[Material shown]
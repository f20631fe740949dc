use super::*;

use crate::selection::SelectionMode;

impl SmartGrid {
    fn selection_changed(&mut self, changed: bool) -> bool {
        if changed {
            self.events
                .push(GridEvent::SelectionChanged(self.selection.selected_ids()));
        }
        changed
    }

    /// Drop selections whose rows left the dataset and report what changed
    pub(super) fn prune_selection(&mut self) {
        let existing = self.row_ids.iter().cloned().collect();
        let nested_before = self.selection.selected_nested().len();
        if self.selection.prune(&existing) {
            self.events
                .push(GridEvent::SelectionChanged(self.selection.selected_ids()));
            let nested = self.selection.selected_nested();
            if nested.len() != nested_before {
                self.events.push(GridEvent::NestedSelectionChanged(nested));
            }
        }
    }

    /// Flip the selection of a row. Returns whether it is selected now.
    pub fn toggle_row(&mut self, id: &RowId) -> bool {
        if self.selection.mode() == SelectionMode::None {
            return false;
        }
        let selected = self.selection.toggle(id);
        self.selection_changed(true);
        selected
    }

    /// Flip the selection of a nested row. Returns whether it is selected now.
    pub fn toggle_nested_row(&mut self, parent: &RowId, child: &RowId) -> bool {
        if self.selection.nested_mode() == SelectionMode::None {
            return false;
        }
        let selected = self.selection.toggle_nested(parent, child);
        self.events
            .push(GridEvent::NestedSelectionChanged(self.selection.selected_nested()));
        selected
    }

    /// Selected nested rows as (parent, child) pairs, in selection order
    pub fn selected_nested_rows(&self) -> Vec<(RowId, RowId)> {
        self.selection.selected_nested()
    }

    /// Select every processed row, across all pages
    pub fn select_all(&mut self) -> bool {
        let ids = self.processed_ids();
        let changed = self.selection.select_all(ids);
        self.selection_changed(changed)
    }

    pub fn clear_selection(&mut self) {
        let had_any = !self.selection.is_empty();
        self.selection.clear();
        self.selection_changed(had_any);
    }

    /// Drop the selection and seed the configured default again
    pub fn reset_selection(&mut self) {
        self.selection.reset();
        self.selection_changed(true);
    }

    pub fn selected_ids(&self) -> Vec<RowId> {
        self.selection.selected_ids()
    }

    /// Selected rows present in the dataset, in selection order
    pub fn selected_rows(&self) -> Vec<&Row> {
        self.selection
            .selected_ids()
            .iter()
            .filter_map(|id| self.row(id))
            .collect()
    }

    pub fn is_row_selected(&self, id: &RowId) -> bool {
        self.selection.is_selected(id)
    }

    pub fn is_nested_row_selected(&self, parent: &RowId, child: &RowId) -> bool {
        self.selection.is_nested_selected(parent, child)
    }

    pub fn selection_mode(&self) -> SelectionMode {
        self.selection.mode()
    }

    // Expansion

    pub fn is_expandable(&self, id: &RowId) -> bool {
        if !self.preferences.preferences().sub_rows_enabled {
            return false;
        }
        match (&self.expansion, self.row(id)) {
            (Some(expansion), Some(row)) => expansion.is_expandable(row),
            _ => false,
        }
    }

    pub fn is_expanded(&self, id: &RowId) -> bool {
        if !self.preferences.preferences().sub_rows_enabled {
            return false;
        }
        match (&self.expansion, self.row(id)) {
            (Some(expansion), Some(row)) => expansion.is_expanded(id, row),
            _ => false,
        }
    }

    /// Expand or collapse a row. Returns the new state.
    pub fn toggle_expanded(&mut self, id: &RowId) -> bool {
        if !self.preferences.preferences().sub_rows_enabled {
            return false;
        }
        let Some(index) = self.index_of(id) else {
            return false;
        };
        match &mut self.expansion {
            Some(expansion) => expansion.toggle(id, &self.rows[index]),
            None => false,
        }
    }

    pub fn collapse_all(&mut self) {
        if let Some(expansion) = &mut self.expansion {
            expansion.collapse_all();
        }
    }

    pub fn expand_all(&mut self) {
        if let Some(expansion) = &mut self.expansion {
            expansion.expand_all();
        }
    }

    /// Identities of the nested rows under `parent`
    pub fn nested_ids(&self, parent: &RowId) -> Vec<RowId> {
        let (Some(config), Some(row)) = (&self.sub_rows, self.row(parent)) else {
            return Vec::new();
        };
        row.nested(&config.key)
            .unwrap_or(&[])
            .iter()
            .enumerate()
            .map(|(i, child)| config.child_id(child, i))
            .collect()
    }
}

[Task objective]
Write down exactly the span of lines above from the one containing "if self.selection.mode() == SelectionMode::None" to the one containing "pub fn toggle_nested_row(&mut", both ends included.

[Exercise output]
        if self.selection.mode() == SelectionMode::None {
            return false;
        }
        let selected = self.selection.toggle(id);
        self.selection_changed(true);
        selected
    }

    /// Flip the selection of a nested row. Returns whether it is selected now.
    pub fn toggle_nested_row(&mut self, parent: &RowId, child: &RowId) -> bool {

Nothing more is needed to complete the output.